Learn21 also offers the opportunity to review material.
"They can go back and pick up concepts that they had gone over formerly, maybe previous grades or earlier in the year that they needed to refresh," Landin said. "Or perhaps they missed that concept totally and they really needed some re-teaching but in a fun engaging interactive way that perhaps would be presented differently than what they had seen it before."
Landin works with students in a special class at Horace Mann Middle School in Charleston. The class meets before school two days a week.
Two years ago the students looked for on-line educational games that fit the curriculum. Landin wanted the students to test the activities for the education department.
This year, the students are designing a game that will help eighth graders with West Virginia history and will prepare them to take the Golden Horseshoe exam.
Eighth grader Isaac Liu says one of the first decisions the class had to make is what kind of game it would be.
"Like for example would it be a treasure hunt, or a mystery," Liu said.
Sixth grader Elana liu says sometimes games are mapped on paper before going on the computer.
"We have to kind of draw out what we want it to look like on the computer and sometimes, when we were working on level two, we kind of made a poster that had everything we wanted to be on the screen on it so that we could see what it would look like," she said.
And designing the game involves a lot of research. Isaac Liu says for the first level they each had to gather information about topics like islands, railroads, rivers and important conflicts in the state's history.
"We researched the topic, we wrote a little about it and found some related images to go with that and then we moved on to level two," he said. "Level two was about counties so for these counties we would write a study describing for example facts and famous people and what the main industry in that county is and other items like that."
Donna Landin said the games are available for students to use for homework or when there's a snow day and even over the summer. The education department also encourages teachers to incorporate them into the school day.

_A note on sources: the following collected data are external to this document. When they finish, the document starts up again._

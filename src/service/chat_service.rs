// service/chat_service.rs
use std::sync::Arc;

use uuid::Uuid;

use crate::{
    db::{chatdb::ChatRoomExt, db::DBClient, jobdb::JobExt},
    models::{
        chatmodels::{ChatMessage, SenderRole},
        jobmodel::JobStatus,
    },
    service::{
        error::ServiceError,
        realtime::{RoomChannels, RoomEvent},
    },
};

/// Owns the message write path. Both the REST handler and the websocket
/// handler call into this service, so counter bookkeeping and fan-out live
/// in exactly one place.
#[derive(Debug, Clone)]
pub struct ChatService {
    db_client: Arc<DBClient>,
    rooms: Arc<RoomChannels>,
}

impl ChatService {
    pub fn new(db_client: Arc<DBClient>, rooms: Arc<RoomChannels>) -> Self {
        Self { db_client, rooms }
    }

    /// Persists the message (insert + counterpart counter + room snapshot,
    /// one transaction) and broadcasts it to the room's subscribers.
    pub async fn send_message(
        &self,
        room_id: Uuid,
        sender: SenderRole,
        message: String,
    ) -> Result<ChatMessage, ServiceError> {
        if message.trim().is_empty() {
            return Err(ServiceError::Validation(
                "message must not be empty".to_string(),
            ));
        }

        let saved = self
            .db_client
            .send_message(room_id, sender, &message)
            .await
            .map_err(|e| missing_room_as_not_found(room_id, e))?;

        let reached = self
            .rooms
            .publish(
                room_id,
                RoomEvent {
                    sender,
                    message: saved.message.clone(),
                },
            )
            .await;
        tracing::debug!(
            "Message {} in room {} fanned out to {} subscribers",
            saved.id,
            room_id,
            reached
        );

        Ok(saved)
    }

    /// Returns the room's messages oldest first, marking the counterpart's
    /// messages read and resetting the reader's unread counter on the way.
    pub async fn fetch_messages(
        &self,
        room_id: Uuid,
        reader: SenderRole,
    ) -> Result<Vec<ChatMessage>, ServiceError> {
        let messages = self.db_client.fetch_messages(room_id, reader).await?;
        tracing::debug!(
            "{} fetched {} messages from room {}",
            reader.to_str(),
            messages.len(),
            room_id
        );
        Ok(messages)
    }

    /// Flags the room as hired. Updating the job's status is a best-effort
    /// second step; its failure is logged, not reported to the caller.
    pub async fn confirm_hire(&self, room_id: Uuid) -> Result<(), ServiceError> {
        let job_id = self
            .db_client
            .confirm_hire(room_id)
            .await?
            .ok_or(ServiceError::RoomNotFound(room_id))?;

        if let Err(e) = self
            .db_client
            .set_job_status(job_id, JobStatus::Confirmed)
            .await
        {
            tracing::error!(
                "Room {} confirmed but job {} status update failed: {}",
                room_id,
                job_id,
                e
            );
        }

        Ok(())
    }
}

/// The storage layer signals a send to an unknown room with `RowNotFound`;
/// every other database failure stays a server-side error.
fn missing_room_as_not_found(room_id: Uuid, e: sqlx::Error) -> ServiceError {
    match e {
        sqlx::Error::RowNotFound => ServiceError::RoomNotFound(room_id),
        other => ServiceError::Database(other),
    }
}

#[cfg(test)]
mod tests {
    use super::*;
    use crate::error::HttpError;
    use axum::http::StatusCode;

    #[test]
    fn test_send_to_unknown_room_maps_to_not_found() {
        let room_id = Uuid::new_v4();
        let err = missing_room_as_not_found(room_id, sqlx::Error::RowNotFound);
        assert!(matches!(err, ServiceError::RoomNotFound(id) if id == room_id));
        assert_eq!(HttpError::from(err).status, StatusCode::NOT_FOUND);
    }

    #[test]
    fn test_other_send_failures_stay_server_errors() {
        let err = missing_room_as_not_found(Uuid::new_v4(), sqlx::Error::PoolTimedOut);
        assert!(matches!(err, ServiceError::Database(_)));
        assert_eq!(
            HttpError::from(err).status,
            StatusCode::INTERNAL_SERVER_ERROR
        );
    }
}
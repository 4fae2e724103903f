// service/background_jobs.rs
use std::sync::Arc;

use tokio::time::{interval, Duration};

use crate::{db::jobdb::JobExt, AppState};

/// Start background job that closes postings active for more than 24 hours.
pub async fn start_auto_close_job(app_state: Arc<AppState>) {
    let mut interval = interval(Duration::from_secs(300)); // Run every 5 minutes

    loop {
        interval.tick().await;

        match app_state.db_client.close_expired_jobs().await {
            Ok(closed) => tracing::info!("Job auto-close sweep completed: {} jobs closed", closed),
            Err(e) => tracing::error!("Job auto-close sweep failed: {}", e),
        }
    }
}
use std::sync::Arc;

use axum::{
    extract::Request,
    http::header,
    middleware::Next,
    response::IntoResponse,
    Extension,
};

use axum_extra::extract::cookie::CookieJar;
use serde::{Deserialize, Serialize};

use crate::{
    error::{ErrorMessage, HttpError},
    models::chatmodels::SenderRole,
    utils::token,
    AppState,
};

/// Verified token claims, inserted into request extensions for handlers.
#[derive(Debug, Serialize, Deserialize, Clone)]
pub struct JWTAuthClaims {
    pub phone: String,
    pub role: SenderRole,
}

pub async fn auth(
    cookie_jar: CookieJar,
    Extension(app_state): Extension<Arc<AppState>>,
    mut req: Request,
    next: Next,
) -> Result<impl IntoResponse, HttpError> {
    let token = cookie_jar
        .get("token")
        .map(|cookie| cookie.value().to_string())
        .or_else(|| {
            req.headers()
                .get(header::AUTHORIZATION)
                .and_then(|auth_header| auth_header.to_str().ok())
                .and_then(|auth_value| {
                    auth_value
                        .strip_prefix("Bearer ")
                        .map(|value| value.to_owned())
                })
        });

    let token = token
        .ok_or_else(|| HttpError::unauthorized(ErrorMessage::TokenNotProvided.to_string()))?;

    // Missing token is 401 above; a token that fails verification is 403.
    let claims = token::decode_token(&token, app_state.env.jwt_secret.as_bytes())
        .map_err(|_| HttpError::forbidden(ErrorMessage::InvalidToken.to_string()))?;

    req.extensions_mut().insert(JWTAuthClaims {
        phone: claims.sub,
        role: claims.role,
    });

    Ok(next.run(req).await)
}
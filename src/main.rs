fn main() {
    if let Err(err) = world_happiness::run() {
        eprintln!("error: {err:#}");
        std::process::exit(1);
    }
}
//! Static reconciliation tables and run options.
//!
//! [`ReconcileConfig`] is built once (from the built-in tables or a YAML file)
//! and then only read. Alias keys are normalised on construction so lookups can
//! use [`normalize_key`] output directly.

use std::{
    collections::BTreeMap,
    fs::File,
    io::{BufReader, BufWriter},
    path::Path,
};

use anyhow::{Context, Result};
use serde::{Deserialize, Serialize};

use crate::columns::normalize_key;

/// Older panel spellings mapped onto the snapshot's canonical column names.
const DEFAULT_ALIASES: &[(&str, &str)] = &[
    ("life_ladder", "ladder_score"),
    ("log_gdp_per_capita", "logged_gdp_per_capita"),
    ("healthy_life_expectancy_at_birth", "healthy_life_expectancy"),
];

/// Geolocation spellings mapped onto the happiness tables' country names.
const DEFAULT_GEO_RENAMES: &[(&str, &str)] = &[
    ("Congo [Republic]", "Congo (Brazzaville)"),
    ("Congo [DRC]", "Congo (Kinshasa)"),
    ("Myanmar [Burma]", "Myanmar"),
    ("Macedonia [FYROM]", "North Macedonia"),
    ("Côte d'Ivoire", "Ivory Coast"),
    ("Hong Kong", "Hong Kong S.A.R. of China"),
    ("Taiwan", "Taiwan Province of China"),
];

#[derive(Debug, Clone, PartialEq, Eq)]
pub struct ReconcileConfig {
    aliases: BTreeMap<String, String>,
    geo_renames: BTreeMap<String, String>,
}

#[derive(Debug, Default, Serialize, Deserialize)]
#[serde(default)]
struct ConfigFile {
    #[serde(skip_serializing_if = "Option::is_none")]
    aliases: Option<BTreeMap<String, String>>,
    #[serde(skip_serializing_if = "Option::is_none")]
    geo_renames: Option<BTreeMap<String, String>>,
}

impl ReconcileConfig {
    pub fn new<A, G>(aliases: A, geo_renames: G) -> Self
    where
        A: IntoIterator<Item = (String, String)>,
        G: IntoIterator<Item = (String, String)>,
    {
        Self {
            aliases: aliases
                .into_iter()
                .map(|(source, target)| (normalize_key(&source), target))
                .collect(),
            geo_renames: geo_renames.into_iter().collect(),
        }
    }

    /// Loads a YAML config. Sections left out of the file keep the built-in tables.
    pub fn load(path: &Path) -> Result<Self> {
        let file = File::open(path).with_context(|| format!("Opening config file {path:?}"))?;
        let parsed: ConfigFile = serde_yaml::from_reader(BufReader::new(file))
            .with_context(|| format!("Parsing config YAML {path:?}"))?;
        let defaults = Self::default();
        Ok(Self::new(
            parsed.aliases.unwrap_or(defaults.aliases),
            parsed.geo_renames.unwrap_or(defaults.geo_renames),
        ))
    }

    pub fn save(&self, path: &Path) -> Result<()> {
        let file = ConfigFile {
            aliases: Some(self.aliases.clone()),
            geo_renames: Some(self.geo_renames.clone()),
        };
        let writer = BufWriter::new(
            File::create(path).with_context(|| format!("Creating config file {path:?}"))?,
        );
        serde_yaml::to_writer(writer, &file).context("Writing config YAML")
    }

    pub fn aliases(&self) -> &BTreeMap<String, String> {
        &self.aliases
    }

    pub fn geo_renames(&self) -> &BTreeMap<String, String> {
        &self.geo_renames
    }
}

impl Default for ReconcileConfig {
    fn default() -> Self {
        Self::new(
            DEFAULT_ALIASES
                .iter()
                .map(|(s, t)| (s.to_string(), t.to_string())),
            DEFAULT_GEO_RENAMES
                .iter()
                .map(|(s, t)| (s.to_string(), t.to_string())),
        )
    }
}

/// Knobs of a silver → gold run.
#[derive(Debug, Clone, Copy, PartialEq, Eq)]
pub struct GoldOptions {
    /// Drop panel rows for countries the snapshot does not list.
    pub restrict_to_snapshot_countries: bool,
    /// Emit shapes and column lists at info level instead of debug.
    pub verbose: bool,
}

impl Default for GoldOptions {
    fn default() -> Self {
        Self {
            restrict_to_snapshot_countries: true,
            verbose: false,
        }
    }
}
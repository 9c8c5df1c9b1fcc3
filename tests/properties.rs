use std::collections::{BTreeMap, BTreeSet};

use proptest::prelude::*;
use world_happiness::{
    Frame, ReconcileConfig,
    alias::apply_aliases,
    align::intersect_and_align,
    append::append_with_precedence,
    columns::normalize_key,
    geo::merge_coordinates,
};

const HEADERS: [&str; 3] = ["country_name", "ladder_score", "year"];

const PANEL_SPELLINGS: [&str; 8] = [
    "Country name",
    "Life Ladder",
    "Log GDP per capita",
    "Healthy life expectancy at birth",
    "ladder_score",
    "Generosity",
    "Perceptions of corruption",
    "year",
];

fn frame_from(rows: &[(String, i64, String)]) -> Frame {
    Frame::new(
        HEADERS.iter().map(|h| h.to_string()).collect(),
        rows.iter()
            .map(|(country, year, score)| vec![country.clone(), score.clone(), year.to_string()])
            .collect(),
    )
}

fn keyed_rows() -> impl Strategy<Value = Vec<(String, i64, String)>> {
    proptest::collection::vec(
        ("[A-D]", 2015i64..2022, "[0-9]\\.[0-9]"),
        0..12,
    )
}

proptest! {
    #[test]
    fn normalisation_is_idempotent(raw in "[A-Za-zÀ-ÿ0-9 _\\-%./()\\[\\]]{0,24}") {
        let once = normalize_key(&raw);
        prop_assert_eq!(normalize_key(&once), once);
    }

    #[test]
    fn aliasing_twice_equals_aliasing_once(
        headers in proptest::sample::subsequence(PANEL_SPELLINGS.to_vec(), 1..=PANEL_SPELLINGS.len())
            .prop_shuffle()
    ) {
        let config = ReconcileConfig::default();
        let frame = Frame::new(headers.iter().map(|h| h.to_string()).collect(), Vec::new());
        let once = apply_aliases(frame, config.aliases());
        let twice = apply_aliases(once.clone(), config.aliases());
        prop_assert_eq!(once, twice);
    }

    #[test]
    fn aligned_frames_always_share_headers(
        left in proptest::collection::vec("[a-c ]{1,4}", 1..6),
        right in proptest::collection::vec("[a-c ]{1,4}", 1..6),
    ) {
        let a = Frame::new(left, Vec::new());
        let b = Frame::new(right, Vec::new());
        if let Ok((a2, b2)) = intersect_and_align(&a, &b, "a", "b") {
            prop_assert!(!a2.headers.is_empty());
            prop_assert_eq!(&a2.headers, &b2.headers);
            let (b3, a3) = intersect_and_align(&b, &a, "b", "a").unwrap();
            prop_assert_eq!(&a3.headers, &b3.headers);
            prop_assert_eq!(&a2.headers, &a3.headers);
        }
    }

    #[test]
    fn append_keeps_every_key_once_with_snapshot_precedence(
        panel_rows in keyed_rows(),
        snapshot_rows in keyed_rows(),
    ) {
        let panel = frame_from(&panel_rows);
        let snapshot = frame_from(&snapshot_rows);
        let out = append_with_precedence(&panel, &snapshot).unwrap();

        let expected_keys: BTreeSet<(String, String)> = panel_rows
            .iter()
            .chain(snapshot_rows.iter())
            .map(|(c, y, _)| (c.clone(), y.to_string()))
            .collect();
        let out_keys: Vec<(String, String)> = out
            .rows
            .iter()
            .map(|r| (r[0].clone(), r[2].clone()))
            .collect();
        prop_assert_eq!(out_keys.len(), expected_keys.len());
        prop_assert_eq!(out_keys.iter().cloned().collect::<BTreeSet<_>>(), expected_keys);

        let mut last_snapshot: BTreeMap<(String, String), &Vec<String>> = BTreeMap::new();
        for row in &snapshot.rows {
            last_snapshot.insert((row[0].clone(), row[2].clone()), row);
        }
        for row in &out.rows {
            if let Some(snap) = last_snapshot.get(&(row[0].clone(), row[2].clone())) {
                prop_assert_eq!(row, *snap);
            }
        }
    }

    #[test]
    fn geo_merge_never_drops_rows(rows in keyed_rows()) {
        let gold = frame_from(&rows);
        let geo = Frame::from_rows(
            &["country_name", "latitude", "longitude"],
            &[&["A", "1.0", "2.0"], &["C", "3.0", "4.0"]],
        );
        let (merged, coverage) = merge_coordinates(gold.clone(), &geo, &BTreeMap::new()).unwrap();
        prop_assert_eq!(merged.row_count(), gold.row_count());
        let expected_missing = rows.iter().filter(|(c, _, _)| c != "A" && c != "C").count();
        prop_assert_eq!(coverage.rows_missing_coordinates, expected_missing);
    }
}
pub mod alias;
pub mod align;
pub mod append;
pub mod clean;
pub mod cli;
pub mod columns;
pub mod config;
pub mod engine;
pub mod error;
pub mod explore;
pub mod frame;
pub mod geo;
pub mod io_utils;
pub mod pipeline;
pub mod region;
pub mod table;

use std::{env, sync::OnceLock};

use anyhow::{Context, Result};
use clap::Parser;
use log::{LevelFilter, info};

use crate::cli::{Cli, Commands};

pub use crate::{
    config::{GoldOptions, ReconcileConfig},
    engine::{GoldOutput, GoldReport, SilverToGold},
    error::ReconcileError,
    frame::Frame,
};

static LOGGER: OnceLock<()> = OnceLock::new();

fn init_logging(verbose: bool) {
    LOGGER.get_or_init(|| {
        let mut builder = env_logger::Builder::from_env(env_logger::Env::default());
        if env::var("RUST_LOG").is_err() {
            let level = if verbose {
                LevelFilter::Debug
            } else {
                LevelFilter::Info
            };
            builder.filter_module("world_happiness", level);
        }
        let _ = builder.format_timestamp_millis().try_init();
    });
}

pub fn run() -> Result<()> {
    let cli = Cli::parse();
    init_logging(cli.verbose);
    match cli.command {
        Commands::Clean(args) => {
            pipeline::clean_layer(&args.bronze, &args.silver, &args.input)?;
            Ok(())
        }
        Commands::Gold(args) => {
            pipeline::gold_layer(
                &args.silver,
                &args.gold,
                &args.reconcile,
                &args.input,
                cli.verbose,
            )?;
            Ok(())
        }
        Commands::Pipeline(args) => {
            pipeline::clean_layer(&args.bronze, &args.silver, &args.input)?;
            pipeline::gold_layer(
                &args.silver,
                &args.gold,
                &args.reconcile,
                &args.input,
                cli.verbose,
            )?;
            Ok(())
        }
        Commands::Preview(args) => table::preview(
            &args.input,
            args.rows,
            args.format.delimiter,
            args.format.input_encoding.as_deref(),
        ),
        Commands::Explore(args) => explore::execute(
            &args.input,
            &args.exclude,
            args.top,
            args.format.delimiter,
            args.format.input_encoding.as_deref(),
        ),
        Commands::Columns(args) => {
            let config = pipeline::load_config(args.config.as_deref())?;
            columns::execute(
                &args.input,
                args.format.delimiter,
                args.format.input_encoding.as_deref(),
                &config,
            )
        }
        Commands::Config(args) => {
            ReconcileConfig::default()
                .save(&args.output)
                .with_context(|| format!("Writing config to {:?}", args.output))?;
            info!("Default reconciliation tables written to {:?}", args.output);
            Ok(())
        }
    }
}
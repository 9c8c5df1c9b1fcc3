//! CSV boundary of the pipeline.
//!
//! Every table enters and leaves through this module:
//!
//! - **Delimiter resolution**: `.tsv` → tab, anything else → comma, unless
//!   overridden.
//! - **Encoding**: inputs are decoded via `encoding_rs`, defaulting to UTF-8.
//! - **Friendly errors**: missing and empty files are reported by file name and
//!   folder; malformed records by row number.
//! - **Saving**: parent folders are created on write; output uses
//!   `QuoteStyle::Always`.
//!
//! The bronze/silver/gold file names used by the CLI live here too.

use std::{
    fs::{self, File},
    io::{BufReader, BufWriter, Read, Write},
    path::{Path, PathBuf},
};

use anyhow::{Context, Result, anyhow, bail};
use csv::QuoteStyle;
use encoding_rs::{Encoding, UTF_8};

use crate::frame::Frame;

pub const DEFAULT_CSV_DELIMITER: u8 = b',';
pub const DEFAULT_TSV_DELIMITER: u8 = b'\t';

pub const BRONZE_PANEL_FILE: &str = "world-happiness-report.csv";
pub const BRONZE_SNAPSHOT_FILE: &str = "world-happiness-report-2021.csv";
pub const BRONZE_GEO_FILE: &str = "geolocation.csv";
pub const SILVER_PANEL_FILE: &str = "world_happiness_multi_silver.csv";
pub const SILVER_SNAPSHOT_FILE: &str = "world_happiness_2021_silver.csv";
pub const SILVER_GEO_FILE: &str = "geolocation_silver.csv";
pub const GOLD_FILE: &str = "world_happiness_gold.csv";

/// Paths of the three tables of one layer.
#[derive(Debug, Clone, PartialEq, Eq)]
pub struct LayerFiles {
    pub panel: PathBuf,
    pub snapshot: PathBuf,
    pub geo: PathBuf,
}

impl LayerFiles {
    pub fn bronze(folder: &Path) -> Self {
        Self {
            panel: folder.join(BRONZE_PANEL_FILE),
            snapshot: folder.join(BRONZE_SNAPSHOT_FILE),
            geo: folder.join(BRONZE_GEO_FILE),
        }
    }

    pub fn silver(folder: &Path) -> Self {
        Self {
            panel: folder.join(SILVER_PANEL_FILE),
            snapshot: folder.join(SILVER_SNAPSHOT_FILE),
            geo: folder.join(SILVER_GEO_FILE),
        }
    }
}

pub fn resolve_encoding(label: Option<&str>) -> Result<&'static Encoding> {
    if let Some(value) = label {
        Encoding::for_label(value.trim().as_bytes())
            .ok_or_else(|| anyhow!("Unknown encoding '{value}'"))
    } else {
        Ok(UTF_8)
    }
}

pub fn resolve_input_delimiter(path: &Path, provided: Option<u8>) -> u8 {
    provided.unwrap_or_else(|| match path.extension().and_then(|ext| ext.to_str()) {
        Some(ext) if ext.eq_ignore_ascii_case("tsv") => DEFAULT_TSV_DELIMITER,
        _ => DEFAULT_CSV_DELIMITER,
    })
}

pub fn open_csv_reader<R>(reader: R, delimiter: u8) -> csv::Reader<R>
where
    R: Read,
{
    let mut builder = csv::ReaderBuilder::new();
    builder
        .has_headers(true)
        .delimiter(delimiter)
        .double_quote(true)
        .flexible(false);
    builder.from_reader(reader)
}

pub fn decode_record(record: &csv::ByteRecord, encoding: &'static Encoding) -> Result<Vec<String>> {
    record
        .iter()
        .map(|field| {
            let (text, _, had_errors) = encoding.decode(field);
            if had_errors {
                Err(anyhow!(
                    "Failed to decode text with encoding {}",
                    encoding.name()
                ))
            } else {
                Ok(text.into_owned())
            }
        })
        .collect()
}

fn describe(path: &Path) -> (String, String) {
    let name = path
        .file_name()
        .map(|n| n.to_string_lossy().into_owned())
        .unwrap_or_else(|| path.display().to_string());
    let parent = path
        .parent()
        .filter(|p| !p.as_os_str().is_empty())
        .unwrap_or_else(|| Path::new("."));
    let folder = fs::canonicalize(parent)
        .unwrap_or_else(|_| parent.to_path_buf())
        .display()
        .to_string();
    (name, folder)
}

/// Reads a whole CSV file into a [`Frame`].
pub fn read_frame(path: &Path, delimiter: Option<u8>, encoding: Option<&str>) -> Result<Frame> {
    let encoding = resolve_encoding(encoding)?;
    let delimiter = resolve_input_delimiter(path, delimiter);
    let (name, folder) = describe(path);
    if !path.is_file() {
        bail!("Could not find '{name}' in {folder}");
    }
    let file = File::open(path).with_context(|| format!("Opening input file {path:?}"))?;
    if file.metadata().map(|m| m.len() == 0).unwrap_or(false) {
        bail!("Data file '{name}' in {folder} is empty");
    }

    let mut reader = open_csv_reader(BufReader::new(file), delimiter);
    let header_record = reader
        .byte_headers()
        .with_context(|| format!("Data file '{name}' in {folder} appears malformed"))?
        .clone();
    let headers = decode_record(&header_record, encoding)?;
    if headers.iter().all(|h| h.trim().is_empty()) {
        bail!("Data file '{name}' in {folder} is empty");
    }

    let mut rows = Vec::new();
    for (row_idx, record) in reader.byte_records().enumerate() {
        let record = record.with_context(|| {
            format!(
                "Data file '{name}' in {folder} appears malformed at row {}",
                row_idx + 2
            )
        })?;
        rows.push(decode_record(&record, encoding)?);
    }
    Ok(Frame::new(headers, rows))
}

/// Writes `frame` to `path`, creating missing parent folders.
pub fn write_frame(path: &Path, frame: &Frame) -> Result<()> {
    if let Some(parent) = path.parent()
        && !parent.as_os_str().is_empty()
    {
        fs::create_dir_all(parent).with_context(|| format!("Creating folder {parent:?}"))?;
    }
    let file = File::create(path).with_context(|| format!("Creating output file {path:?}"))?;
    let mut writer = open_csv_writer(BufWriter::new(file));
    writer
        .write_record(&frame.headers)
        .context("Writing output headers")?;
    for (idx, row) in frame.rows.iter().enumerate() {
        writer
            .write_record(row)
            .with_context(|| format!("Writing row {} to {path:?}", idx + 2))?;
    }
    writer.flush().context("Flushing output writer")?;
    Ok(())
}

pub fn open_csv_writer<W: Write>(writer: W) -> csv::Writer<W> {
    let mut builder = csv::WriterBuilder::new();
    builder
        .delimiter(DEFAULT_CSV_DELIMITER)
        .quote_style(QuoteStyle::Always)
        .double_quote(true);
    builder.from_writer(writer)
}

#[cfg(test)]
mod tests {
    use tempfile::tempdir;

    use super::*;

    #[test]
    fn reads_headers_and_rows() {
        let dir = tempdir().unwrap();
        let path = dir.path().join("t.csv");
        fs::write(&path, "Country name,year\nAfghanistan,2018\n\"Congo (Brazzaville)\",2021\n")
            .unwrap();
        let frame = read_frame(&path, None, None).unwrap();
        assert_eq!(frame.headers, vec!["Country name", "year"]);
        assert_eq!(frame.rows[1], vec!["Congo (Brazzaville)", "2021"]);
    }

    #[test]
    fn missing_file_names_the_file() {
        let dir = tempdir().unwrap();
        let err = read_frame(&dir.path().join("absent.csv"), None, None).unwrap_err();
        assert!(err.to_string().contains("Could not find 'absent.csv'"));
    }

    #[test]
    fn empty_file_is_rejected() {
        let dir = tempdir().unwrap();
        let path = dir.path().join("empty.csv");
        fs::write(&path, "").unwrap();
        let err = read_frame(&path, None, None).unwrap_err();
        assert!(err.to_string().contains("is empty"));
    }

    #[test]
    fn ragged_rows_are_malformed() {
        let dir = tempdir().unwrap();
        let path = dir.path().join("bad.csv");
        fs::write(&path, "a,b\n1,2\n3\n").unwrap();
        let err = read_frame(&path, None, None).unwrap_err();
        assert!(err.to_string().contains("malformed at row 3"));
    }

    #[test]
    fn write_creates_parent_folders() {
        let dir = tempdir().unwrap();
        let path = dir.path().join("data").join("gold").join(GOLD_FILE);
        let frame = Frame::from_rows(&["a"], &[&["1"]]);
        write_frame(&path, &frame).unwrap();
        assert_eq!(read_frame(&path, None, None).unwrap(), frame);
    }

    #[test]
    fn tab_delimiter_for_tsv() {
        assert_eq!(resolve_input_delimiter(Path::new("x.tsv"), None), b'\t');
        assert_eq!(resolve_input_delimiter(Path::new("x.csv"), None), b',');
        assert_eq!(resolve_input_delimiter(Path::new("x.tsv"), Some(b';')), b';');
    }
}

"Not that all students have to be using the same content or the same resource but they could break their students into small groups and have them engaged in activities that go along with different things that they happen to be teaching," Landin said.
"Some students could be using resources that have them review concepts that need to be reviewed, some students could be working on current material and other students could be accelerated and moving forward," she said.
The students in this classroom at Orchard View Intermediate School seem to enjoy learning math through games like Probability Pond.
"I think it's a good website because it has lots of resources kids can use so if they have any trouble with math they'll get better," Amy Navarro said.
"I think the web site is really helpful especially for me because I have trouble with math," Tanner Boeckmann said. "I think it's good because it's better than just looking in the book, reading out of the textbook, you actually get to watch something. It's fun while you're getting to learn math."
"Our kids today they are very digitally aware," Collins said. "They're used to playing games; they're used to doing things on the computer."
Collins said the visual aspect of computer games is more appealing to kids.
"This is how they're learning nowadays," she said. "The paper and pencil does not give them the motivation lots of times whereas when we're doing something visual, something that they have to go up and interact with it appeals to them and I think it helps with their learning styles and to be more successful in the classroom."
The education department is continuously adding content to the Learn21 web site and usage has grown over the past two years.
Landin said the site gets more than two thousand hits a day with the highest usage in Charleston, Martinsburg, Logan and Morgantown and Landin hopes even more schools log on in the future.